*PROBLEM DETAILS*
Find and copy the lines in the records beneath this task that contain the word "xForwardedFor".

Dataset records
=======
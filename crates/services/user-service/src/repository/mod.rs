//! Repository layer for data access.

pub mod entities;
mod memory_repository;
mod user_repository;

pub use memory_repository::InMemoryUserStore;
pub use user_repository::{UserRepository, UserStore};

#[cfg(any(test, feature = "test-utils"))]
pub use user_repository::MockUserRepository;
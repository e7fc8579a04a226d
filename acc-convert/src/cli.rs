use std::path::PathBuf;

use acc_convert::declaration::DeclarationKind;
use clap::{Parser, ValueEnum};
use log::LevelFilter;

#[derive(Parser, Debug)]
#[command(name = "acc-convert")]
#[command(about = "Convert appliance configuration text into declarative JSON")]
pub struct Cli {
    /// Log verbosity for diagnostics written to stderr.
    #[arg(long, global = true, value_enum, default_value_t = LogLevel::Warn)]
    pub log_level: LogLevel,
    #[command(subcommand)]
    pub command: Command,
}

#[derive(clap::Subcommand, Debug)]
pub enum Command {
    /// Convert configuration files into a declaration.
    Convert(ConvertArgs),
    /// Show the parsed structure of configuration files.
    Inspect(InspectArgs),
}

#[derive(Parser, Debug)]
pub struct ConvertArgs {
    /// Configuration files, concatenated in the given order.
    #[arg(required = true)]
    pub files: Vec<PathBuf>,
    /// Where to write the declaration.
    #[arg(short, long)]
    pub output: PathBuf,
    #[arg(long, value_enum, default_value_t = DeclarationArg::Adc)]
    pub declaration: DeclarationArg,
    /// Add a controls block to the declaration.
    #[arg(long)]
    pub controls: bool,
    /// TOML rule table merged over the built-in rules.
    #[arg(long)]
    pub custom_properties: Option<PathBuf>,
    /// JSON schema used to remove default values.
    #[arg(long)]
    pub schema: Option<PathBuf>,
    /// Also write unsupported objects and warnings as JSON.
    #[arg(long)]
    pub report: Option<PathBuf>,
}

#[derive(Parser, Debug)]
pub struct InspectArgs {
    #[arg(required = true)]
    pub files: Vec<PathBuf>,
    #[arg(long, value_enum, default_value_t = OutputFormat::Text)]
    pub format: OutputFormat,
    #[arg(long, default_value_t = 3)]
    pub depth: usize,
    /// Only show objects whose keyword starts with this prefix.
    #[arg(long)]
    pub keyword: Option<String>,
}

#[derive(Clone, Copy, Debug, ValueEnum, PartialEq, Eq)]
pub enum DeclarationArg {
    Adc,
    Device,
}

impl From<DeclarationArg> for DeclarationKind {
    fn from(arg: DeclarationArg) -> Self {
        match arg {
            DeclarationArg::Adc => DeclarationKind::Adc,
            DeclarationArg::Device => DeclarationKind::Device,
        }
    }
}

#[derive(Clone, Copy, Debug, ValueEnum)]
pub enum OutputFormat {
    Text,
    Json,
}

#[derive(Clone, Copy, Debug, ValueEnum, PartialEq, Eq)]
pub enum LogLevel {
    Error,
    Warn,
    Info,
    Debug,
    Trace,
}

impl From<LogLevel> for LevelFilter {
    fn from(level: LogLevel) -> Self {
        match level {
            LogLevel::Error => LevelFilter::Error,
            LogLevel::Warn => LevelFilter::Warn,
            LogLevel::Info => LevelFilter::Info,
            LogLevel::Debug => LevelFilter::Debug,
            LogLevel::Trace => LevelFilter::Trace,
        }
    }
}
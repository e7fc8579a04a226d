use std::fs;
use std::path::PathBuf;

use acc_convert::prune::{prune, SchemaResolver};
use pretty_assertions::assert_eq;
use serde_json::{json, Map, Value};

fn fixture(path: &str) -> PathBuf {
    PathBuf::from(env!("CARGO_MANIFEST_DIR"))
        .join("..")
        .join("fixtures")
        .join(path)
}

fn schema() -> Value {
    let raw = fs::read_to_string(fixture("schema/adc-schema-subset.json")).expect("read schema");
    serde_json::from_str(&raw).expect("schema json")
}

fn wrap(name: &str, object: Value) -> Value {
    json!({
        "class": "ADC",
        "schemaVersion": "3.36.0",
        "id": "urn:uuid:a35f7126-83ca-4100-9772-a7bc4c532da0",
        "label": "Converted Declaration",
        "remark": "Generated by Automation Config Converter",
        "AS3_Tenant": {
            "class": "Tenant",
            "AS3_Application": {
                "class": "Application",
                "template": "generic",
                name: object
            }
        }
    })
}

#[test]
fn http_profile_with_only_defaults_keeps_class() {
    let declaration = wrap(
        "httpProf",
        json!({
            "trustXFF": false,
            "knownMethods": [
                "CONNECT", "DELETE", "GET", "HEAD", "LOCK", "OPTIONS",
                "POST", "PROPFIND", "PUT", "TRACE", "UNLOCK"
            ],
            "maxRequests": 0,
            "pipelineAction": "allow",
            "unknownMethodAction": "allow",
            "hstsIncludeSubdomains": true,
            "hstsPeriod": 7862400,
            "hstsInsert": false,
            "hstsPreload": false,
            "xForwardedFor": true,
            "multiplexTransformations": true,
            "proxyType": "reverse",
            "rewriteRedirects": "none",
            "serverHeaderValue": "BigIP",
            "viaRequest": "remove",
            "viaResponse": "remove",
            "class": "HTTP_Profile"
        }),
    );

    assert_eq!(
        prune(&declaration, &schema()),
        wrap("httpProf", json!({"class": "HTTP_Profile"}))
    );
}

#[test]
fn non_default_values_survive() {
    let declaration = wrap(
        "httpProf",
        json!({"class": "HTTP_Profile", "xForwardedFor": false, "hstsPeriod": 100}),
    );
    assert_eq!(prune(&declaration, &schema()), declaration);
}

#[test]
fn forwarding_service_uses_else_branch() {
    let service = json!({
        "translateServerAddress": false,
        "translateServerPort": false,
        "class": "Service_Forwarding",
        "profileL4": {"bigip": "/Common/apm-forwarding-fastL4"},
        "forwardingType": "ip",
        "virtualAddresses": [["0.0.0.0/0", "10.10.192.0/24"]],
        "virtualPort": 0,
        "persistenceMethods": [],
        "layer4": "any",
        "snat": "none"
    });
    let mut expected = service.clone();
    expected
        .as_object_mut()
        .expect("object")
        .remove("layer4");

    assert_eq!(
        prune(&wrap("vs1", service), &schema()),
        wrap("vs1", expected)
    );
}

#[test]
fn l2_forwarding_takes_then_branch() {
    let resolver_schema = schema();
    let resolver = SchemaResolver::new(&resolver_schema);
    let mut node = Map::new();
    node.insert("forwardingType".into(), json!("L2"));

    let defaults = resolver.defaults_for("Service_Forwarding", &node);
    assert_eq!(defaults.get("layer4"), Some(&json!("tcp")));
    assert_eq!(defaults.get("snat"), Some(&json!("auto")));
}

#[test]
fn unknown_class_is_left_alone() {
    let declaration = wrap(
        "edge_case",
        json!({
            "certificates": [{"certificate": "/Common/Shared/default_certificate"}],
            "class": "UNCERTAIN_CERT",
            "tls1_0Enabled": false,
            "tls1_1Enabled": false,
            "tls1_2Enabled": true,
            "tls1_3Enabled": true,
            "singleUseDhEnabled": false,
            "insertEmptyFragmentsEnabled": false
        }),
    );
    assert_eq!(prune(&declaration, &schema()), declaration);
}

#[test]
fn containers_keep_their_template() {
    let declaration = wrap("p", json!({"class": "Pool"}));
    let pruned = prune(&declaration, &schema());
    assert_eq!(
        pruned["AS3_Tenant"]["AS3_Application"]["template"],
        json!("generic")
    );
    assert_eq!(pruned["class"], json!("ADC"));
}

#[test]
fn pruning_is_idempotent() {
    let declaration = wrap(
        "web_pool",
        json!({
            "class": "Pool",
            "loadBalancingMode": "round-robin",
            "minimumMembersActive": 0,
            "slowRampTime": 10,
            "members": [{"servicePort": 80, "ratio": 1}]
        }),
    );
    let once = prune(&declaration, &schema());
    assert_eq!(
        once["AS3_Tenant"]["AS3_Application"]["web_pool"],
        json!({
            "class": "Pool",
            "minimumMembersActive": 0,
            "members": [{"servicePort": 80, "ratio": 1}]
        })
    );
    assert_eq!(prune(&once, &schema()), once);
}

fn prune_twice(declaration: &Value, schema: &Value) -> Value {
    let once = prune(declaration, schema);
    assert_eq!(prune(&once, schema), once, "second pass must change nothing");
    once
}

#[test]
fn condition_on_a_defaulted_property_is_stable() {
    let schema = json!({
        "definitions": {
            "Listener": {
                "properties": {
                    "mode": { "type": "string", "default": "b" }
                },
                "if": { "properties": { "mode": { "const": "a" } } },
                "then": { "properties": { "layer4": { "default": "tcp" } } },
                "else": { "properties": { "layer4": { "default": "any" } } }
            }
        }
    });
    let declaration = json!({"o": {"class": "Listener", "mode": "b", "layer4": "tcp"}});

    let pruned = prune_twice(&declaration, &schema);
    assert_eq!(pruned, json!({"o": {"class": "Listener", "layer4": "tcp"}}));

    let matching_default = json!({"o": {"class": "Listener", "mode": "b", "layer4": "any"}});
    assert_eq!(
        prune_twice(&matching_default, &schema),
        json!({"o": {"class": "Listener"}})
    );
}

#[test]
fn forwarding_services_prune_to_a_fixed_point() {
    let l2 = wrap(
        "vs_l2",
        json!({
            "class": "Service_Forwarding",
            "forwardingType": "L2",
            "layer4": "tcp",
            "snat": "auto",
            "translateServerAddress": false,
            "enable": true
        }),
    );
    assert_eq!(
        prune_twice(&l2, &schema())["AS3_Tenant"]["AS3_Application"]["vs_l2"],
        json!({
            "class": "Service_Forwarding",
            "forwardingType": "L2",
            "translateServerAddress": false
        })
    );

    let ip = wrap(
        "vs_ip",
        json!({
            "class": "Service_Forwarding",
            "forwardingType": "ip",
            "layer4": "tcp",
            "snat": "none",
            "translateServerPort": true
        }),
    );
    assert_eq!(
        prune_twice(&ip, &schema())["AS3_Tenant"]["AS3_Application"]["vs_ip"],
        json!({
            "class": "Service_Forwarding",
            "forwardingType": "ip",
            "layer4": "tcp",
            "snat": "none"
        })
    );
}

#[test]
fn nested_objects_without_class_are_untouched() {
    let members = json!([
        {"servicePort": 80, "ratio": 1, "connectionLimit": 0},
        {"servicePort": 443, "serverAddresses": ["10.0.1.11"], "adminState": "disable"}
    ]);
    let declaration = wrap(
        "web_pool",
        json!({"class": "Pool", "slowRampTime": 10, "members": members.clone()}),
    );

    let pruned = prune_twice(&declaration, &schema());
    assert_eq!(
        pruned["AS3_Tenant"]["AS3_Application"]["web_pool"],
        json!({"class": "Pool", "members": members})
    );
}
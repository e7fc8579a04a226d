use pretty_assertions::assert_eq;
use serde_json::json;

use super::*;

#[test]
fn convert_device_declaration() {
    let dir = tempdir().expect("tempdir");
    let output_path = dir.path().join("device.json");

    let mut cmd = Command::new(assert_cmd::cargo::cargo_bin!("acc-convert"));
    cmd.arg("convert")
        .arg(fixture("convert/device.conf"))
        .arg("--output")
        .arg(path_as_str(&output_path))
        .arg("--declaration")
        .arg("device")
        .assert()
        .success()
        .stdout(predicate::str::contains(
            "convert_summary tenants=1 applications=0 objects=4 unsupported=1 warnings=0",
        ));

    let declaration = read_json(&output_path);
    assert_eq!(declaration["class"], json!("Device"));
    assert_eq!(declaration["schemaVersion"], json!("1.27.0"));
    assert_eq!(declaration["async"], json!(true));

    let common = &declaration["Common"];
    assert_eq!(common["class"], json!("Tenant"));
    assert_eq!(common["hostname"], json!("bigip1.example.com"));
    assert_eq!(
        common["dns"],
        json!({
            "class": "DNS",
            "nameServers": ["10.0.0.53", "10.0.0.54"],
            "search": ["example.com"]
        })
    );
    assert_eq!(
        common["ntp"],
        json!({
            "class": "NTP",
            "servers": ["0.pool.ntp.org"],
            "timezone": "America/Los_Angeles"
        })
    );
    assert_eq!(
        common["external"],
        json!({
            "class": "VLAN",
            "tag": 4094,
            "interfaces": [{"name": "1.1", "tagged": false}]
        })
    );
    assert_eq!(
        common["external-self"],
        json!({
            "class": "SelfIp",
            "address": "10.1.10.5/24",
            "vlan": "external",
            "trafficGroup": "traffic-group-local-only",
            "allowService": "none"
        })
    );
    assert!(declaration.get("Tenant1").is_none());
}

#[test]
fn device_controls_carry_user_agent() {
    let dir = tempdir().expect("tempdir");
    let output_path = dir.path().join("device.json");

    let mut cmd = Command::new(assert_cmd::cargo::cargo_bin!("acc-convert"));
    cmd.arg("convert")
        .arg(fixture("convert/device.conf"))
        .arg("--output")
        .arg(path_as_str(&output_path))
        .arg("--declaration")
        .arg("device")
        .arg("--controls")
        .assert()
        .success();

    let declaration = read_json(&output_path);
    let controls = &declaration["controls"];
    assert_eq!(controls["class"], json!("Controls"));
    assert_eq!(controls["dryRun"], json!(false));
    assert!(controls["userAgent"]
        .as_str()
        .is_some_and(|agent| agent.starts_with("AUTOMATION-CONFIG-CONVERTER/")));
}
=======
*ANSWER BOX*
            "xForwardedFor": true,
        json!({"class": "HTTP_Profile", "xForwardedFor": false, "hstsPeriod": 100}),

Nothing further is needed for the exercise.